** Material provided follows **

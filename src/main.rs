use std::time::Instant;

use anyhow::Context as _;
use clap::Parser as _;
use problem::Input;
use tracing::info;

mod cli;
mod problem;
pub mod solver;
mod util;

fn main() {
    let cli = cli::Cli::parse();
    cli.init_logging();

    if let Err(e) = run(&cli) {
        eprintln!("Error: {e:#}");
        std::process::exit(1);
    }
}

fn run(cli: &cli::Cli) -> anyhow::Result<()> {
    let input = Input::read(&cli.input)
        .with_context(|| format!("failed to read input from {}", cli.input.display()))?;
    let solver = solver::get_solver(cli.day)?;

    info!(day = cli.day, bytes = input.text().len(), "solving");
    let since = Instant::now();
    let answer = solver
        .solve(&input)
        .with_context(|| format!("day {} failed", cli.day))?;
    info!(elapsed_ms = since.elapsed().as_millis() as u64, "solved");

    println!("{answer}");
    Ok(())
}
use std::collections::{HashMap, VecDeque};

use tracing::debug;

use super::Solver;
use crate::problem::{Answer, Coord, Grid, Input, Params, ParseError, SolveError};

#[derive(Debug, Clone)]
pub struct Garden {
    rocks: Grid<bool>,
    start: Coord,
}

impl Garden {
    fn parse(input: &Input) -> Result<Self, ParseError> {
        let grid = input.grid()?;
        let start = grid
            .find(|&b| b == b'S')
            .ok_or_else(|| ParseError::line(1, "no start position"))?;
        let rocks = grid.try_map(|c, &b| match b {
            b'#' => Ok(true),
            b'.' | b'S' => Ok(false),
            _ => Err(grid.unexpected(c)),
        })?;

        Ok(Self { rocks, start })
    }

    fn is_rock(&self, row: i64, col: i64) -> bool {
        let row = row.rem_euclid(self.rocks.height() as i64) as usize;
        let col = col.rem_euclid(self.rocks.width() as i64) as usize;
        self.rocks[Coord::new(row, col)]
    }

    /// Plots on which the walk can end after exactly `steps` steps.
    ///
    /// A plot reached in `d <= steps` steps is an end point iff `d` has the
    /// parity of `steps`, since the walk can bounce back and forth.
    pub fn reachable(&self, steps: usize, infinite: bool) -> usize {
        let start = (self.start.row as i64, self.start.col as i64);
        let (height, width) = (self.rocks.height() as i64, self.rocks.width() as i64);
        let mut dist = HashMap::from([(start, 0usize)]);
        let mut queue = VecDeque::from([start]);

        while let Some((row, col)) = queue.pop_front() {
            let d = dist[&(row, col)];

            if d == steps {
                continue;
            }

            for (dr, dc) in [(-1, 0), (0, 1), (1, 0), (0, -1)] {
                let next = (row + dr, col + dc);

                let on_map = (0..height).contains(&next.0) && (0..width).contains(&next.1);

                if !infinite && !on_map {
                    continue;
                }

                if self.is_rock(next.0, next.1) || dist.contains_key(&next) {
                    continue;
                }

                dist.insert(next, d + 1);
                queue.push_back(next);
            }
        }

        dist.values().filter(|&&d| d % 2 == steps % 2).count()
    }

    /// Reachable plots on the tiled map for a large step count.
    ///
    /// Samples `r`, `r + n`, `r + 2n` steps (`n` the tile size, `r` the
    /// remainder of the target) and extends the quadratic through them.
    pub fn reachable_far(&self, target: usize) -> Result<u64, SolveError> {
        let size = self.rocks.height();

        if size != self.rocks.width() {
            return Err(SolveError::Unsolvable("extrapolation needs a square map"));
        }

        let rem = target % size;
        let samples = [0, 1, 2].map(|k| self.reachable(rem + k * size, true) as i64);
        debug!(?samples, "tiled samples");

        let far = extrapolate(samples, (target / size) as i64);
        u64::try_from(far).map_err(|_| SolveError::Unsolvable("extrapolation went negative"))
    }
}

/// Value at `n` of the quadratic through `(0, y0)`, `(1, y1)`, `(2, y2)`.
fn extrapolate([y0, y1, y2]: [i64; 3], n: i64) -> i64 {
    let first = y1 - y0;
    let second = y2 - 2 * y1 + y0;
    y0 + n * first + n * (n - 1) / 2 * second
}

pub struct StepCounter;

impl Solver for StepCounter {
    fn solve(&self, input: &Input) -> anyhow::Result<Answer> {
        let params = Params::get();
        let garden = Garden::parse(input)?;
        let part1 = garden.reachable(params.day21_steps, false);
        let part2 = garden.reachable_far(params.day21_target_steps)?;

        Ok(Answer::new(part1 as i64, part2 as i64))
    }
}

#[cfg(test)]
mod tests {
    use super::*;
    use indoc::indoc;

    const EXAMPLE: &str = indoc! {"
        ...........
        .....###.#.
        .###.##..#.
        ..#.#...#..
        ....#.#....
        .##..S####.
        .##..#...#.
        .......##..
        .##.#.####.
        .##..##.##.
        ...........
    "};

    fn garden() -> Garden {
        Garden::parse(&Input::new(EXAMPLE)).unwrap()
    }

    #[test]
    fn bounded_walk() {
        let garden = garden();
        assert_eq!(garden.reachable(0, false), 1);
        assert_eq!(garden.reachable(1, false), 2);
        assert_eq!(garden.reachable(6, false), 16);
    }

    #[test]
    fn tiled_walk() {
        let garden = garden();
        assert_eq!(garden.reachable(6, true), 16);
        assert_eq!(garden.reachable(10, true), 50);
        assert_eq!(garden.reachable(50, true), 1594);
        assert_eq!(garden.reachable(100, true), 6536);
    }

    #[test]
    fn quadratic_extrapolation() {
        // f(n) = 3n^2 + 2n + 1
        assert_eq!(extrapolate([1, 6, 17], 10), 321);
        assert_eq!(extrapolate([1, 6, 17], 2), 17);
    }

    #[test]
    fn requires_start() {
        assert!(Garden::parse(&Input::new("...\n.#.\n")).is_err());
    }
}
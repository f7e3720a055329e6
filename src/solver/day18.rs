use super::Solver;
use crate::problem::{parse_num, Answer, Dir, Input, ParseError};

#[derive(Debug, Clone, Copy, PartialEq, Eq)]
pub struct DigStep {
    dir: Dir,
    len: i64,
    /// The real instruction hidden in the colour.
    decoded: (Dir, i64),
}

impl DigStep {
    fn parse(line: &str, line_no: usize) -> Result<Self, ParseError> {
        let mut tokens = line.split_whitespace();
        let (Some(dir), Some(len), Some(colour), None) =
            (tokens.next(), tokens.next(), tokens.next(), tokens.next())
        else {
            return Err(ParseError::line(line_no, "expected '<dir> <len> (#rrggbb)'"));
        };

        let dir = match dir {
            "U" => Dir::N,
            "R" => Dir::E,
            "D" => Dir::S,
            "L" => Dir::W,
            _ => return Err(ParseError::line(line_no, format!("unknown direction {dir:?}"))),
        };

        let len = parse_num::<i64>(len, line_no)?;

        if len < 0 {
            return Err(ParseError::line(line_no, format!("negative length {len}")));
        }

        let decoded = colour
            .strip_prefix("(#")
            .and_then(|c| c.strip_suffix(')'))
            .and_then(decode)
            .ok_or_else(|| ParseError::line(line_no, format!("bad colour {colour:?}")))?;

        Ok(Self { dir, len, decoded })
    }
}

/// Five hex digits of distance followed by a direction digit `0..=3`.
fn decode(colour: &str) -> Option<(Dir, i64)> {
    if colour.len() != 6 || !colour.bytes().all(|b| b.is_ascii_hexdigit()) {
        return None;
    }

    let len = i64::from_str_radix(&colour[..5], 16).ok()?;
    let dir = match &colour[5..] {
        "0" => Dir::E,
        "1" => Dir::S,
        "2" => Dir::W,
        "3" => Dir::N,
        _ => return None,
    };

    Some((dir, len))
}

/// Area enclosed by the dug trench, trench included.
///
/// Shoelace gives the area inside the centre line of the trench; the outer
/// half of each boundary cell adds `perimeter / 2 + 1`.
pub fn lagoon_area(steps: impl IntoIterator<Item = (Dir, i64)>) -> i64 {
    let (mut row, mut col) = (0i64, 0i64);
    let mut twice_area = 0;
    let mut perimeter = 0;

    for (dir, len) in steps {
        let (dr, dc) = dir.delta();
        let (next_row, next_col) = (row + dr * len, col + dc * len);
        twice_area += col * next_row - next_col * row;
        perimeter += len;
        row = next_row;
        col = next_col;
    }

    twice_area.abs() / 2 + perimeter / 2 + 1
}

pub struct LavaductLagoon;

impl Solver for LavaductLagoon {
    fn solve(&self, input: &Input) -> anyhow::Result<Answer> {
        let plan = input
            .lines()
            .enumerate()
            .map(|(i, line)| DigStep::parse(line, i + 1))
            .collect::<Result<Vec<_>, _>>()?;

        let part1 = lagoon_area(plan.iter().map(|s| (s.dir, s.len)));
        let part2 = lagoon_area(plan.iter().map(|s| s.decoded));

        Ok(Answer::new(part1, part2))
    }
}

#[cfg(test)]
mod tests {
    use super::*;
    use indoc::indoc;

    const EXAMPLE: &str = indoc! {"
        R 6 (#70c710)
        D 5 (#0dc571)
        L 2 (#5713f0)
        D 2 (#d2c081)
        R 2 (#59c680)
        D 2 (#411b91)
        L 5 (#8ceee2)
        U 2 (#caa173)
        L 1 (#1b58a2)
        U 2 (#caa171)
        R 2 (#7807d2)
        U 3 (#a77fa3)
        L 2 (#015232)
        U 2 (#7a21e3)
    "};

    #[test]
    fn example() {
        let answer = LavaductLagoon.solve(&Input::new(EXAMPLE)).unwrap();
        assert_eq!(answer, Answer::new(62, 952408144115));
    }

    #[test]
    fn decode_colour() {
        let step = DigStep::parse("R 6 (#70c710)", 1).unwrap();
        assert_eq!(step.decoded, (Dir::E, 461937));
        assert_eq!(decode("0dc573"), Some((Dir::N, 56407)));
    }

    #[test]
    fn rejects_bad_direction_digit() {
        assert!(DigStep::parse("R 6 (#70c717)", 1).is_err());
        assert!(DigStep::parse("R 6 (#70c71f)", 1).is_err());
        assert!(DigStep::parse("R 6 (#+0c710)", 1).is_err());
    }

    #[test]
    fn rejects_negative_length() {
        assert!(matches!(
            DigStep::parse("R -3 (#70c710)", 4),
            Err(ParseError::Malformed { line: 4, .. })
        ));
    }

    #[test]
    fn unit_square() {
        let square = [(Dir::E, 1), (Dir::S, 1), (Dir::W, 1), (Dir::N, 1)];
        assert_eq!(lagoon_area(square), 4);
    }

    #[test]
    fn rejects_malformed_lines() {
        assert!(DigStep::parse("X 6 (#70c710)", 1).is_err());
        assert!(DigStep::parse("R 6 (#70c7)", 1).is_err());
        assert!(DigStep::parse("R 6", 1).is_err());
    }
}
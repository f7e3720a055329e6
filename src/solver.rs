mod day01;
mod day02;
mod day05;
mod day06;
mod day08;
mod day17;
mod day18;
mod day19;
mod day20;
mod day21;
mod day22;
mod day23;
mod day24;
mod day25;

use crate::problem::{Answer, Input, SolveError};

pub trait Solver {
    fn solve(&self, input: &Input) -> anyhow::Result<Answer>;
}

pub fn get_solver(day: u8) -> Result<Box<dyn Solver>, SolveError> {
    let solver: Box<dyn Solver> = match day {
        1 => Box::new(day01::Trebuchet),
        2 => Box::new(day02::CubeConundrum),
        5 => Box::new(day05::SeedFertilizer),
        6 => Box::new(day06::WaitForIt),
        8 => Box::new(day08::HauntedWasteland),
        17 => Box::new(day17::ClumsyCrucible),
        18 => Box::new(day18::LavaductLagoon),
        19 => Box::new(day19::Aplenty),
        20 => Box::new(day20::PulsePropagation),
        21 => Box::new(day21::StepCounter),
        22 => Box::new(day22::SandSlabs),
        23 => Box::new(day23::LongWalk),
        24 => Box::new(day24::NeverTellMeTheOdds),
        25 => Box::new(day25::Snowverload),
        _ => return Err(SolveError::UnknownDay(day)),
    };

    Ok(solver)
}
use std::collections::{HashMap, VecDeque};

use itertools::Itertools;

use super::Solver;
use crate::problem::{parse_num, Answer, Input, ParseError};

#[derive(Debug, Clone, Copy, PartialEq, Eq)]
pub struct Brick {
    lo: [usize; 3],
    hi: [usize; 3],
}

impl Brick {
    fn parse(line: &str, line_no: usize) -> Result<Self, ParseError> {
        let (a, b) = line
            .split_once('~')
            .ok_or_else(|| ParseError::line(line_no, "missing '~'"))?;

        let end = |s: &str| -> Result<[usize; 3], ParseError> {
            let v = s
                .split(',')
                .map(|t| parse_num(t, line_no))
                .collect::<Result<Vec<usize>, _>>()?;
            v.try_into()
                .map_err(|_| ParseError::line(line_no, "expected x,y,z"))
        };

        let (a, b) = (end(a)?, end(b)?);
        let lo = [0, 1, 2].map(|i| a[i].min(b[i]));
        let hi = [0, 1, 2].map(|i| a[i].max(b[i]));

        Ok(Self { lo, hi })
    }

    fn footprint(&self) -> impl Iterator<Item = (usize, usize)> {
        (self.lo[0]..=self.hi[0]).cartesian_product(self.lo[1]..=self.hi[1])
    }
}

/// Support relations between settled bricks.
#[derive(Debug, Clone)]
pub struct Pile {
    above: Vec<Vec<usize>>,
    below: Vec<Vec<usize>>,
}

impl Pile {
    /// Drops the bricks lowest first until each rests on the ground or on
    /// another brick.
    pub fn settle(mut bricks: Vec<Brick>) -> Self {
        bricks.sort_by_key(|b| b.lo[2]);

        // (x, y) -> (top z, brick)
        let mut tops: HashMap<(usize, usize), (usize, usize)> = HashMap::new();
        let mut above = vec![vec![]; bricks.len()];
        let mut below = vec![vec![]; bricks.len()];

        for (id, brick) in bricks.iter().enumerate() {
            let rest = brick
                .footprint()
                .filter_map(|xy| tops.get(&xy).map(|&(z, _)| z))
                .max()
                .unwrap_or(0);

            let supporters = brick
                .footprint()
                .filter_map(|xy| tops.get(&xy).copied())
                .filter(|&(z, _)| rest > 0 && z == rest)
                .map(|(_, other)| other)
                .unique()
                .collect_vec();

            for &other in supporters.iter() {
                above[other].push(id);
            }

            below[id] = supporters;

            let top = rest + 1 + brick.hi[2] - brick.lo[2];

            for xy in brick.footprint() {
                tops.insert(xy, (top, id));
            }
        }

        Self { above, below }
    }

    /// Bricks that hold up nothing on their own.
    pub fn safe_to_remove(&self) -> usize {
        (0..self.above.len())
            .filter(|&id| self.above[id].iter().all(|&a| self.below[a].len() > 1))
            .count()
    }

    /// Number of other bricks that fall if `id` is removed.
    fn chain_reaction(&self, id: usize) -> usize {
        let mut fallen = vec![false; self.above.len()];
        let mut queue = VecDeque::from([id]);
        let mut count = 0;
        fallen[id] = true;

        while let Some(current) = queue.pop_front() {
            for &a in self.above[current].iter() {
                if !fallen[a] && self.below[a].iter().all(|&b| fallen[b]) {
                    fallen[a] = true;
                    count += 1;
                    queue.push_back(a);
                }
            }
        }

        count
    }

    pub fn total_falls(&self) -> usize {
        (0..self.above.len()).map(|id| self.chain_reaction(id)).sum()
    }
}

pub struct SandSlabs;

impl Solver for SandSlabs {
    fn solve(&self, input: &Input) -> anyhow::Result<Answer> {
        let bricks = input
            .lines()
            .enumerate()
            .map(|(i, line)| Brick::parse(line, i + 1))
            .collect::<Result<Vec<_>, _>>()?;
        let pile = Pile::settle(bricks);

        Ok(Answer::new(
            pile.safe_to_remove() as i64,
            pile.total_falls() as i64,
        ))
    }
}

#[cfg(test)]
mod tests {
    use super::*;
    use indoc::indoc;

    const EXAMPLE: &str = indoc! {"
        1,0,1~1,2,1
        0,0,2~2,0,2
        0,2,3~2,2,3
        0,0,4~0,2,4
        2,0,5~2,2,5
        0,1,6~2,1,6
        1,1,8~1,1,9
    "};

    #[test]
    fn example() {
        let answer = SandSlabs.solve(&Input::new(EXAMPLE)).unwrap();
        assert_eq!(answer, Answer::new(5, 7));
    }

    #[test]
    fn tower_of_cubes() {
        let bricks = ["0,0,1~0,0,1", "0,0,5~0,0,5", "0,0,9~0,0,9"]
            .iter()
            .map(|l| Brick::parse(l, 1).unwrap())
            .collect();
        let pile = Pile::settle(bricks);

        assert_eq!(pile.safe_to_remove(), 1);
        assert_eq!(pile.total_falls(), 2 + 1);
    }

    #[test]
    fn reversed_ends() {
        let brick = Brick::parse("2,0,5~0,0,5", 1).unwrap();
        assert_eq!(brick.lo, [0, 0, 5]);
        assert_eq!(brick.hi, [2, 0, 5]);
        assert!(Brick::parse("1,2~3,4", 1).is_err());
    }
}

** End of Material provided **

**Description of the task**: Set down the lines above as they stand, starting with the first line and ending with the line that contains "fn is_rock(&self, row: i64, col: i64)".

**Reply to the task**:
filename src/main.rs
use std::time::Instant;

use anyhow::Context as _;
use clap::Parser as _;
use problem::Input;
use tracing::info;

mod cli;
mod problem;
pub mod solver;
mod util;

fn main() {
    let cli = cli::Cli::parse();
    cli.init_logging();

    if let Err(e) = run(&cli) {
        eprintln!("Error: {e:#}");
        std::process::exit(1);
    }
}

fn run(cli: &cli::Cli) -> anyhow::Result<()> {
    let input = Input::read(&cli.input)
        .with_context(|| format!("failed to read input from {}", cli.input.display()))?;
    let solver = solver::get_solver(cli.day)?;

    info!(day = cli.day, bytes = input.text().len(), "solving");
    let since = Instant::now();
    let answer = solver
        .solve(&input)
        .with_context(|| format!("day {} failed", cli.day))?;
    info!(elapsed_ms = since.elapsed().as_millis() as u64, "solved");

    println!("{answer}");
    Ok(())
}
use std::collections::{HashMap, VecDeque};

use tracing::debug;

use super::Solver;
use crate::problem::{Answer, Coord, Grid, Input, Params, ParseError, SolveError};

#[derive(Debug, Clone)]
pub struct Garden {
    rocks: Grid<bool>,
    start: Coord,
}

impl Garden {
    fn parse(input: &Input) -> Result<Self, ParseError> {
        let grid = input.grid()?;
        let start = grid
            .find(|&b| b == b'S')
            .ok_or_else(|| ParseError::line(1, "no start position"))?;
        let rocks = grid.try_map(|c, &b| match b {
            b'#' => Ok(true),
            b'.' | b'S' => Ok(false),
            _ => Err(grid.unexpected(c)),
        })?;

        Ok(Self { rocks, start })
    }

    fn is_rock(&self, row: i64, col: i64) -> bool {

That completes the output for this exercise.